So, a company have 500 reviews and their current rating is 3.2 stars out of 5.
I'm trying to calculate how many 5 star reviews they'd need to get to reach an overall rating of 4 stars.
I'm basically just looking for an equation that would output this answer (using to track stuff in a spreadsheet).
Any help would be appreciated.
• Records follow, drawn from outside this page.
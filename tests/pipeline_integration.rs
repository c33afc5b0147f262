//! End-to-end pipeline tests: ingestion through query answering over the
//! local backend with the deterministic embedding strategy.

use httpmock::{Method::POST, MockServer};
use serde_json::json;
use std::collections::BTreeMap;
use std::sync::Arc;
use std::time::Duration;

use manualkb::embedding::{Embedder, HashEmbedder};
use manualkb::generation::HttpGenerationClient;
use manualkb::metrics::PipelineMetrics;
use manualkb::processing::{
    AnswerOptions, AnswerService, Confidence, DocumentMetadata, IngestOptions, IngestionPipeline,
};
use manualkb::store::{LocalStore, VectorStore};

const DIMENSION: usize = 32;

struct Fixture {
    _dir: tempfile::TempDir,
    store: Arc<LocalStore>,
    embedder: Arc<HashEmbedder>,
    metrics: Arc<PipelineMetrics>,
}

impl Fixture {
    async fn new() -> Self {
        let dir = tempfile::tempdir().unwrap();
        let embedder = Arc::new(HashEmbedder::new(DIMENSION));
        let store = Arc::new(LocalStore::new(dir.path().join("store.json")));
        store
            .initialize(DIMENSION, &embedder.fingerprint())
            .await
            .unwrap();
        Self {
            _dir: dir,
            store,
            embedder,
            metrics: Arc::new(PipelineMetrics::new()),
        }
    }

    fn pipeline(&self) -> IngestionPipeline {
        IngestionPipeline::new(
            self.store.clone(),
            self.embedder.clone(),
            self.metrics.clone(),
            IngestOptions::default(),
        )
    }

    fn answers(&self, generation_url: Option<String>) -> AnswerService {
        let generation = generation_url.map(|url| {
            Arc::new(
                HttpGenerationClient::new(
                    url,
                    None,
                    "meta/llama3-8b-instruct",
                    Duration::from_secs(5),
                )
                .unwrap(),
            ) as Arc<dyn manualkb::generation::GenerationClient>
        });
        AnswerService::new(
            self.store.clone(),
            self.embedder.clone(),
            generation,
            self.metrics.clone(),
            AnswerOptions::default(),
        )
    }
}

#[tokio::test]
async fn two_thousand_character_manual_lands_as_three_chunks() {
    let fixture = Fixture::new().await;
    let text = "a".repeat(2000);

    let report = fixture
        .pipeline()
        .ingest("manual-1", &text, DocumentMetadata::default())
        .await
        .unwrap();

    assert_eq!(report.chunks_attempted, 3);
    assert_eq!(report.chunks_stored, 3);
    assert_eq!(report.chunks_failed, 0);

    let existing = fixture
        .store
        .existing_ids(&[
            "manual-1:0000".to_string(),
            "manual-1:0001".to_string(),
            "manual-1:0002".to_string(),
        ])
        .await
        .unwrap();
    assert_eq!(existing.len(), 3);
}

#[tokio::test]
async fn reingesting_unchanged_document_skips_and_adds_no_duplicates() {
    let fixture = Fixture::new().await;
    let text = "defrost interval troubleshooting guidance ".repeat(60);
    let pipeline = fixture.pipeline();

    let first = pipeline
        .ingest("manual-1", &text, DocumentMetadata::default())
        .await
        .unwrap();
    let stats_after_first = fixture.store.stats().await.unwrap();

    let second = pipeline
        .ingest("manual-1", &text, DocumentMetadata::default())
        .await
        .unwrap();
    let stats_after_second = fixture.store.stats().await.unwrap();

    assert!(!first.skipped);
    assert!(second.skipped);
    assert_eq!(stats_after_first.count, stats_after_second.count);
    assert_eq!(fixture.metrics.snapshot().documents_skipped, 1);
}

#[tokio::test]
async fn metadata_filter_scopes_retrieval_to_one_brand() {
    let fixture = Fixture::new().await;
    let pipeline = fixture.pipeline();
    let shared_text = "alarm 17 indicates low refrigerant pressure in the suction line ";

    pipeline
        .ingest(
            "carrier-manual",
            &shared_text.repeat(20),
            DocumentMetadata {
                brand: Some("carrier".into()),
                model: Some("69nt40".into()),
                extra: BTreeMap::new(),
            },
        )
        .await
        .unwrap();
    pipeline
        .ingest(
            "daikin-manual",
            &shared_text.repeat(20),
            DocumentMetadata {
                brand: Some("daikin".into()),
                ..DocumentMetadata::default()
            },
        )
        .await
        .unwrap();

    let filter = BTreeMap::from([("brand".to_string(), "Carrier".to_string())]);
    let query = fixture.embedder.embed(shared_text).await.unwrap();
    let matches = fixture.store.search(&query, 10, &filter).await.unwrap();
    assert!(!matches.is_empty());
    assert!(matches.iter().all(|hit| hit.document_id == "carrier-manual"));
}

#[tokio::test]
async fn empty_store_query_is_insufficient_and_never_calls_generation() {
    let fixture = Fixture::new().await;
    let server = MockServer::start_async().await;
    let generation = server
        .mock_async(|when, then| {
            when.method(POST).path("/chat/completions");
            then.status(200).json_body(json!({
                "choices": [ { "message": { "content": "should not happen" } } ]
            }));
        })
        .await;

    assert_eq!(fixture.store.stats().await.unwrap().count, 0);
    let answer = fixture
        .answers(Some(server.base_url()))
        .query("how do I clear alarm 17", &BTreeMap::new(), None)
        .await
        .unwrap();

    assert_eq!(answer.confidence, Confidence::None);
    assert!(answer.citations.is_empty());
    assert_eq!(generation.hits(), 0);
}

#[tokio::test]
async fn generation_failure_degrades_to_verbatim_chunk() {
    let fixture = Fixture::new().await;
    let server = MockServer::start_async().await;
    server
        .mock_async(|when, then| {
            when.method(POST).path("/chat/completions");
            then.status(500).body("backend down");
        })
        .await;

    let chunk_text = "superheat adjustment requires the unit to run for fifteen minutes";
    fixture
        .pipeline()
        .ingest("manual-1", chunk_text, DocumentMetadata::default())
        .await
        .unwrap();

    // Querying with the chunk's own text makes it the top match by identity.
    let answer = fixture
        .answers(Some(server.base_url()))
        .query(chunk_text, &BTreeMap::new(), None)
        .await
        .unwrap();

    assert_eq!(answer.confidence, Confidence::Low);
    assert_eq!(answer.text, chunk_text);
    assert!(!answer.citations.is_empty());
    assert_eq!(answer.citations[0].document_id, "manual-1");
    assert_eq!(fixture.metrics.snapshot().queries_degraded, 1);
}

#[tokio::test]
async fn successful_generation_returns_grounded_answer_with_citations() {
    let fixture = Fixture::new().await;
    let server = MockServer::start_async().await;
    server
        .mock_async(|when, then| {
            when.method(POST).path("/chat/completions");
            then.status(200).json_body(json!({
                "choices": [
                    { "message": { "content": "Run the unit for fifteen minutes first." } }
                ]
            }));
        })
        .await;

    let chunk_text = "superheat adjustment requires the unit to run for fifteen minutes";
    fixture
        .pipeline()
        .ingest("manual-1", chunk_text, DocumentMetadata::default())
        .await
        .unwrap();

    let answer = fixture
        .answers(Some(server.base_url()))
        .query(chunk_text, &BTreeMap::new(), None)
        .await
        .unwrap();

    assert_eq!(answer.text, "Run the unit for fifteen minutes first.");
    assert_eq!(answer.confidence, Confidence::High);
    assert_eq!(answer.citations.len(), 1);
    assert_eq!(fixture.metrics.snapshot().queries_answered, 1);
}

#[tokio::test]
async fn search_rankings_are_deterministic_across_runs() {
    let fixture = Fixture::new().await;
    let pipeline = fixture.pipeline();
    for (document, text) in [
        ("m1", "evaporator coil icing and airflow restrictions "),
        ("m2", "compressor discharge pressure out of range "),
        ("m3", "controller firmware update procedure "),
    ] {
        pipeline
            .ingest(document, &text.repeat(25), DocumentMetadata::default())
            .await
            .unwrap();
    }

    let query = fixture.embedder.embed("coil icing").await.unwrap();
    let first: Vec<String> = fixture
        .store
        .search(&query, 5, &BTreeMap::new())
        .await
        .unwrap()
        .into_iter()
        .map(|hit| hit.chunk_id)
        .collect();
    let second: Vec<String> = fixture
        .store
        .search(&query, 5, &BTreeMap::new())
        .await
        .unwrap()
        .into_iter()
        .map(|hit| hit.chunk_id)
        .collect();
    assert_eq!(first, second);
    assert!(!first.is_empty());
}
//! Text normalization applied before chunking.
//!
//! Manual text extracted from PDFs arrives with NUL bytes, stray control
//! characters, and ragged whitespace. Chunking assumes this pass has already
//! run; the pipeline performs it exactly once per document.

/// Strip control characters and collapse whitespace runs to single spaces.
///
/// Keeps every printable character (including non-ASCII); tabs, newlines,
/// and other whitespace all collapse into one space. The result is trimmed.
pub fn normalize_text(raw: &str) -> String {
    let mut normalized = String::with_capacity(raw.len());
    let mut pending_space = false;

    for ch in raw.chars() {
        if ch == '\0' || (ch.is_control() && !ch.is_whitespace()) {
            continue;
        }
        if ch.is_whitespace() {
            pending_space = !normalized.is_empty();
            continue;
        }
        if pending_space {
            normalized.push(' ');
            pending_space = false;
        }
        normalized.push(ch);
    }

    normalized
}

#[cfg(test)]
mod tests {
    use super::*;

    #[test]
    fn strips_nul_and_control_characters() {
        let raw = "alarm\u{0}\u{1} code\u{7f} 17";
        assert_eq!(normalize_text(raw), "alarm code 17");
    }

    #[test]
    fn collapses_whitespace_runs() {
        let raw = "  defrost\t\tcycle \n\n  complete  ";
        assert_eq!(normalize_text(raw), "defrost cycle complete");
    }

    #[test]
    fn preserves_non_ascii_text() {
        assert_eq!(normalize_text("température  réglée"), "température réglée");
    }

    #[test]
    fn empty_and_whitespace_only_become_empty() {
        assert_eq!(normalize_text(""), "");
        assert_eq!(normalize_text(" \t\n "), "");
    }
}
Thanks!
An equation would look something like...
$$n = \frac{t(m_2 - m_1)}{c - m_2}$$
where
$m_1$ is the old average among $t$ number of ratings
$m_2$ is the new average among $t$ number of ratings
$t$ is the number of ratings used in the first average
$c$ is the score ($0-5$ stars) of the additional ratings used in the new average
$n$ is the number of the additional ratings used in the new average
In your specific application you have...
$$n = \frac{500(4 - 3.2)}{5-4}$$
You can see the math as follows: let $s_i$ be the $i$th score, or rating, for $i = 1,2,3,...,500$. We know that...
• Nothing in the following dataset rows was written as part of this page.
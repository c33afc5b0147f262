//! Vector store abstraction and backends.
//!
//! Every backend implements the same [`VectorStore`] contract and passes the
//! same contract test suite; application logic never branches on which
//! backend is active. The local backend needs no network; the Qdrant backend
//! models a remote, rate-limited managed service.

/// File-persisted in-process backend.
pub mod local;
/// Payload construction helpers for the Qdrant backend.
pub mod payload;
/// Remote Qdrant backend over HTTP.
pub mod qdrant;
/// Shared record, result, and error types.
pub mod types;

pub use local::LocalStore;
pub use qdrant::QdrantStore;
pub use types::{
    ChunkRecord, FailedRecord, SearchMatch, StoreError, StoreStats, UpsertOutcome,
    normalize_cosine,
};

use async_trait::async_trait;
use std::collections::{BTreeMap, HashSet};
use std::future::Future;
use std::time::Duration;

/// Storage contract implemented identically by every backend.
///
/// Handles are `Send + Sync` and safe for concurrent use by multiple
/// ingestion and query tasks; share them through an `Arc`.
#[async_trait]
pub trait VectorStore: Send + Sync {
    /// Prepare the store for the given vector dimensionality and embedder.
    ///
    /// Idempotent; safe to call on every process start. Fails with
    /// [`StoreError::EmbedderMismatch`] when the store already holds vectors
    /// from a different embedding strategy.
    async fn initialize(&self, dimension: usize, embedder_fingerprint: &str)
    -> Result<(), StoreError>;

    /// Insert or replace records keyed by `chunk_id`.
    ///
    /// Atomic at single-record granularity: each record is either durably
    /// written or reported in `failed`; a partial failure never rolls back
    /// the records that succeeded.
    async fn upsert(&self, records: Vec<ChunkRecord>) -> Result<UpsertOutcome, StoreError>;

    /// Return the subset of `ids` already present in the store.
    ///
    /// Strongly consistent for the caller's own prior writes.
    async fn existing_ids(&self, ids: &[String]) -> Result<HashSet<String>, StoreError>;

    /// Return at most `top_k` matches ordered by descending normalized score.
    ///
    /// `filter` restricts results to records whose metadata matches every
    /// given key/value pair exactly. Score ties break by insertion order.
    async fn search(
        &self,
        query: &[f32],
        top_k: usize,
        filter: &BTreeMap<String, String>,
    ) -> Result<Vec<SearchMatch>, StoreError>;

    /// Remove all chunks belonging to a document.
    async fn delete_by_document(&self, document_id: &str) -> Result<(), StoreError>;

    /// Aggregate counts over the store's contents.
    async fn stats(&self) -> Result<StoreStats, StoreError>;
}

const MAX_ATTEMPTS: u32 = 3;
const BASE_BACKOFF: Duration = Duration::from_millis(200);

/// Run `attempt_fn` with bounded exponential backoff on transient errors.
///
/// Used by networked backends for upsert and search; after the last attempt
/// the error is surfaced to the caller rather than retried further.
pub(crate) async fn with_backoff<T, F, Fut>(
    operation: &str,
    mut attempt_fn: F,
) -> Result<T, StoreError>
where
    F: FnMut() -> Fut,
    Fut: Future<Output = Result<T, StoreError>>,
{
    let mut delay = BASE_BACKOFF;
    let mut attempt = 1;
    loop {
        match attempt_fn().await {
            Ok(value) => return Ok(value),
            Err(error) if error.is_transient() && attempt < MAX_ATTEMPTS => {
                tracing::warn!(
                    operation,
                    attempt,
                    error = %error,
                    "Transient store error; backing off before retry"
                );
                tokio::time::sleep(delay).await;
                delay *= 2;
                attempt += 1;
            }
            Err(error) => return Err(error),
        }
    }
}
$$\frac{\sum_{i=1}^{500} s_i}{500} = 3.2$$
$$\sum_{i=1}^{500} s_i = 1600$$
We want to solve for $n$ in the following
$$\frac{5n+ \sum_{i=1}^{500} s_i}{500 +n} = 4$$
$$\frac{5n+ 1600}{500 +n} = 4$$
$$5n+ 1600 = 4(500 +n)$$
$$5n+ 1600 = 2000 + 4n$$
$$5n - 4n = 2000 - 1600$$
$$n = 400$$